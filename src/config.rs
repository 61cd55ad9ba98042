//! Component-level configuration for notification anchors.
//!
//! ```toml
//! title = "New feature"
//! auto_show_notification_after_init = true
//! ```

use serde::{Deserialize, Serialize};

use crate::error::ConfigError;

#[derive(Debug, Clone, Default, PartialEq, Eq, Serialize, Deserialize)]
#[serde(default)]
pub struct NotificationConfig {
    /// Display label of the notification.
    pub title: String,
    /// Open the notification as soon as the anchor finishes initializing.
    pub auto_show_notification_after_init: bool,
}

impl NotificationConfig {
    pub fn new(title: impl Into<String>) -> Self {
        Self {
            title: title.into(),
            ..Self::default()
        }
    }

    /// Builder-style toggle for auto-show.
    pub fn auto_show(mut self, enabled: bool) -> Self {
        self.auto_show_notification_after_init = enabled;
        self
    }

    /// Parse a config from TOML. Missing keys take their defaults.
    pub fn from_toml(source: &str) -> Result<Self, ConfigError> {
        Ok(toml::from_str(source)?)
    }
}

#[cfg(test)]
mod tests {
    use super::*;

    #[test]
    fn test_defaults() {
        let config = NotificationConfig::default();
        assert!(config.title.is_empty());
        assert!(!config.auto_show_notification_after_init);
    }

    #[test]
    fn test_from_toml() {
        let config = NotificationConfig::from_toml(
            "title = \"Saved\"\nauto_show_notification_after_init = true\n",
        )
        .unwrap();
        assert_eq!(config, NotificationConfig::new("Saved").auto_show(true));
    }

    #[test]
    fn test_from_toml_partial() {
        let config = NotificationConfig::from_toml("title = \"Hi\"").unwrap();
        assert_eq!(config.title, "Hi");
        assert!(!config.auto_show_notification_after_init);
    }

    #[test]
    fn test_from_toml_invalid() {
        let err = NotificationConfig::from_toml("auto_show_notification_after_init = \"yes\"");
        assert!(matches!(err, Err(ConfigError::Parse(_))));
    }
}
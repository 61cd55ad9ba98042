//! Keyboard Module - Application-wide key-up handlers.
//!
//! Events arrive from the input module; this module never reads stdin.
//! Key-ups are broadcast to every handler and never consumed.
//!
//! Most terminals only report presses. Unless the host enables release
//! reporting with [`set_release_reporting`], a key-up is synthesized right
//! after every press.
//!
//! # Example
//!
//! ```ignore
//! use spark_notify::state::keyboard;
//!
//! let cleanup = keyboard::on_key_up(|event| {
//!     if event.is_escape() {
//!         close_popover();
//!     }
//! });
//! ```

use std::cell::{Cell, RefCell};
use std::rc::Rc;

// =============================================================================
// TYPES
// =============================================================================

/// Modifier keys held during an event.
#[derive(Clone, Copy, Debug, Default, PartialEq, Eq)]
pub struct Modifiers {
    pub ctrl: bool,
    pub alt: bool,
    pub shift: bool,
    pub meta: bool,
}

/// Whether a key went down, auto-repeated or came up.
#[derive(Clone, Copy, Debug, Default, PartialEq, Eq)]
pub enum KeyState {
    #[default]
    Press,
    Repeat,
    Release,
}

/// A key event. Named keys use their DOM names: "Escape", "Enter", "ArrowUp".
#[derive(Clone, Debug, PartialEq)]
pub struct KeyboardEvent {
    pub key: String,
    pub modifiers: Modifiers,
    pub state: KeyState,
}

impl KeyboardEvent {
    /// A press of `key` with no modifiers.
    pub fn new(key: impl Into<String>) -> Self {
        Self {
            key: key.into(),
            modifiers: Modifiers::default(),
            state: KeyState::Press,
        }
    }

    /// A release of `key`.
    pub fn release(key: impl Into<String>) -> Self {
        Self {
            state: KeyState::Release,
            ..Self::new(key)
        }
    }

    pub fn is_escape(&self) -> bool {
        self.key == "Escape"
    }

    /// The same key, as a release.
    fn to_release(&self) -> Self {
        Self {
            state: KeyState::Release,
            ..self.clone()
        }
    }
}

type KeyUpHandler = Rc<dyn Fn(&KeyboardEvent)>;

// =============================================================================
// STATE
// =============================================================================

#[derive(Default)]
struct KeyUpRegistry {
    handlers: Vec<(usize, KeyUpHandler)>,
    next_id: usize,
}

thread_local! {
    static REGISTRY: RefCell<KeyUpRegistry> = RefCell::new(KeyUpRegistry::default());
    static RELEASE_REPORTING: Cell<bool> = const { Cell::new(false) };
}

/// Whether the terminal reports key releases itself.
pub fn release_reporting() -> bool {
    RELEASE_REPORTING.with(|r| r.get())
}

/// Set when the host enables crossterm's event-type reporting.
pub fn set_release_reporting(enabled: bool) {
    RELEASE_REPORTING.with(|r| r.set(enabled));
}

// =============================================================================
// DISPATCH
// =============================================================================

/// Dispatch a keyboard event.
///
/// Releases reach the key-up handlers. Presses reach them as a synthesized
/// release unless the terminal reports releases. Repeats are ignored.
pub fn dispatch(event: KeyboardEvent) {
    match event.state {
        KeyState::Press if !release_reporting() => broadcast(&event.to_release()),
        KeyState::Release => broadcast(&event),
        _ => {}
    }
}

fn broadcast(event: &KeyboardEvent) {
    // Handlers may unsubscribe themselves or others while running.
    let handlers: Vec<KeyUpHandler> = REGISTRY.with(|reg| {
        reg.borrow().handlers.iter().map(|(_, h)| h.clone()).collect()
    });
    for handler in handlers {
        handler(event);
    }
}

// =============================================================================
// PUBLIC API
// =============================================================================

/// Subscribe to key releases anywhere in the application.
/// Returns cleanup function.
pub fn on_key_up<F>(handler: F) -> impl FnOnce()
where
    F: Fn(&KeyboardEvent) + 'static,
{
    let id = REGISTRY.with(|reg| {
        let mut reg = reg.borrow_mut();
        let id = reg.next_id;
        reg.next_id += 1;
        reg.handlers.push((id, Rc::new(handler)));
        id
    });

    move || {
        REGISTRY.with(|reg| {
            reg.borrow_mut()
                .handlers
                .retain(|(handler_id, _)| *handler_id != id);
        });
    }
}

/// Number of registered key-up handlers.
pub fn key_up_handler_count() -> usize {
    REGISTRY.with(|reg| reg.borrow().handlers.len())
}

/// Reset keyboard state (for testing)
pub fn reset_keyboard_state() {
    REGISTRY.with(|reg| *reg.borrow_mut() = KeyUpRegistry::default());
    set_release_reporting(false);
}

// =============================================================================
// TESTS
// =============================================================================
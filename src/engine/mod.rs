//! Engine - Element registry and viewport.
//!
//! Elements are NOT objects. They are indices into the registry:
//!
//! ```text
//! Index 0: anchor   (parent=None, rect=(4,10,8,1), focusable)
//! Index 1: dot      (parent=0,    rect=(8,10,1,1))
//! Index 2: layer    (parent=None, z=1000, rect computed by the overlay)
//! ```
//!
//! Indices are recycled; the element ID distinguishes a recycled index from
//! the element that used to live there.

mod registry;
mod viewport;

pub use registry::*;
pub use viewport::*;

++++++++++

» Problem to solve:
Exactly as they are written, print the entries again.

» Task result:
filename src/config.rs
repository 61cd55ad9ba98042
//! Component-level configuration for notification anchors.
//!
//! ```toml
//! title = "New feature"
//! auto_show_notification_after_init = true
//! ```

use serde::{Deserialize, Serialize};

use crate::error::ConfigError;

#[derive(Debug, Clone, Default, PartialEq, Eq, Serialize, Deserialize)]
#[serde(default)]
pub struct NotificationConfig {
    /// Display label of the notification.
    pub title: String,
    /// Open the notification as soon as the anchor finishes initializing.
    pub auto_show_notification_after_init: bool,
}

impl NotificationConfig {
    pub fn new(title: impl Into<String>) -> Self {
        Self {
            title: title.into(),
            ..Self::default()
        }
    }

    /// Builder-style toggle for auto-show.
    pub fn auto_show(mut self, enabled: bool) -> Self {
        self.auto_show_notification_after_init = enabled;
        self
    }

    /// Parse a config from TOML. Missing keys take their defaults.
    pub fn from_toml(source: &str) -> Result<Self, ConfigError> {
        Ok(toml::from_str(source)?)
    }
}

#[cfg(test)]
mod tests {
    use super::*;

    #[test]
    fn test_defaults() {
        let config = NotificationConfig::default();
        assert!(config.title.is_empty());
        assert!(!config.auto_show_notification_after_init);
    }

    #[test]
    fn test_from_toml() {
        let config = NotificationConfig::from_toml(
            "title = \"Saved\"\nauto_show_notification_after_init = true\n",
        )
        .unwrap();
        assert_eq!(config, NotificationConfig::new("Saved").auto_show(true));
    }

    #[test]
    fn test_from_toml_partial() {
        let config = NotificationConfig::from_toml("title = \"Hi\"").unwrap();
        assert_eq!(config.title, "Hi");
        assert!(!config.auto_show_notification_after_init);
    }

    #[test]
    fn test_from_toml_invalid() {
        let err = NotificationConfig::from_toml("auto_show_notification_after_init = \"yes\"");
        assert!(matches!(err, Err(ConfigError::Parse(_))));
    }
}
repository 61cd55ad9ba98042
//! Keyboard Module - Application-wide key-up handlers.
//!
//! Events arrive from the input module; this module never reads stdin.
//! Key-ups are broadcast to every handler and never consumed.
//!
//! Most terminals only report presses. Unless the host enables release
//! reporting with [`set_release_reporting`], a key-up is synthesized right
//! after every press.
//!
//! # Example
//!
//! ```ignore
//! use spark_notify::state::keyboard;
//!
//! let cleanup = keyboard::on_key_up(|event| {
//!     if event.is_escape() {
//!         close_popover();
//!     }
//! });
//! ```

use std::cell::{Cell, RefCell};
use std::rc::Rc;

// =============================================================================
// TYPES
// =============================================================================

/// Modifier keys held during an event.
#[derive(Clone, Copy, Debug, Default, PartialEq, Eq)]
pub struct Modifiers {
    pub ctrl: bool,
    pub alt: bool,
    pub shift: bool,
    pub meta: bool,
}

/// Whether a key went down, auto-repeated or came up.
#[derive(Clone, Copy, Debug, Default, PartialEq, Eq)]
pub enum KeyState {
    #[default]
    Press,
    Repeat,
    Release,
}

/// A key event. Named keys use their DOM names: "Escape", "Enter", "ArrowUp".
#[derive(Clone, Debug, PartialEq)]
pub struct KeyboardEvent {
    pub key: String,
    pub modifiers: Modifiers,
    pub state: KeyState,
}

impl KeyboardEvent {
    /// A press of `key` with no modifiers.
    pub fn new(key: impl Into<String>) -> Self {
        Self {
            key: key.into(),
            modifiers: Modifiers::default(),
            state: KeyState::Press,
        }
    }

    /// A release of `key`.
    pub fn release(key: impl Into<String>) -> Self {
        Self {
            state: KeyState::Release,
            ..Self::new(key)
        }
    }

    pub fn is_escape(&self) -> bool {
        self.key == "Escape"
    }

    /// The same key, as a release.
    fn to_release(&self) -> Self {
        Self {
            state: KeyState::Release,
            ..self.clone()
        }
    }
}

type KeyUpHandler = Rc<dyn Fn(&KeyboardEvent)>;

// =============================================================================
// STATE
// =============================================================================

#[derive(Default)]
struct KeyUpRegistry {
    handlers: Vec<(usize, KeyUpHandler)>,
    next_id: usize,
}

thread_local! {
    static REGISTRY: RefCell<KeyUpRegistry> = RefCell::new(KeyUpRegistry::default());
    static RELEASE_REPORTING: Cell<bool> = const { Cell::new(false) };
}

/// Whether the terminal reports key releases itself.
pub fn release_reporting() -> bool {
    RELEASE_REPORTING.with(|r| r.get())
}

/// Set when the host enables crossterm's event-type reporting.
pub fn set_release_reporting(enabled: bool) {
    RELEASE_REPORTING.with(|r| r.set(enabled));
}

// =============================================================================
// DISPATCH
// =============================================================================

/// Dispatch a keyboard event.
///
/// Releases reach the key-up handlers. Presses reach them as a synthesized
/// release unless the terminal reports releases. Repeats are ignored.
pub fn dispatch(event: KeyboardEvent) {
    match event.state {
        KeyState::Press if !release_reporting() => broadcast(&event.to_release()),
        KeyState::Release => broadcast(&event),
        _ => {}
    }
}

fn broadcast(event: &KeyboardEvent) {
    // Handlers may unsubscribe themselves or others while running.
    let handlers: Vec<KeyUpHandler> = REGISTRY.with(|reg| {
        reg.borrow().handlers.iter().map(|(_, h)| h.clone()).collect()
    });
    for handler in handlers {
        handler(event);
    }
}

// =============================================================================
// PUBLIC API
// =============================================================================

/// Subscribe to key releases anywhere in the application.
/// Returns cleanup function.
pub fn on_key_up<F>(handler: F) -> impl FnOnce()
where
    F: Fn(&KeyboardEvent) + 'static,
{
    let id = REGISTRY.with(|reg| {
        let mut reg = reg.borrow_mut();
        let id = reg.next_id;
        reg.next_id += 1;
        reg.handlers.push((id, Rc::new(handler)));
        id
    });

    move || {
        REGISTRY.with(|reg| {
            reg.borrow_mut()
                .handlers
                .retain(|(handler_id, _)| *handler_id != id);
        });
    }
}

/// Number of registered key-up handlers.
pub fn key_up_handler_count() -> usize {
    REGISTRY.with(|reg| reg.borrow().handlers.len())
}

/// Reset keyboard state (for testing)
pub fn reset_keyboard_state() {
    REGISTRY.with(|reg| *reg.borrow_mut() = KeyUpRegistry::default());
    set_release_reporting(false);
}

// =============================================================================
// TESTS
// =============================================================================
filename src/engine/mod.rs
//! Engine - Element registry and viewport.
//!
//! Elements are NOT objects. They are indices into the registry:
//!
//! ```text
//! Index 0: anchor   (parent=None, rect=(4,10,8,1), focusable)
//! Index 1: dot      (parent=0,    rect=(8,10,1,1))
//! Index 2: layer    (parent=None, z=1000, rect computed by the overlay)
//! ```
//!
//! Indices are recycled; the element ID distinguishes a recycled index from
//! the element that used to live there.

mod registry;
mod viewport;

pub use registry::*;
pub use viewport::*;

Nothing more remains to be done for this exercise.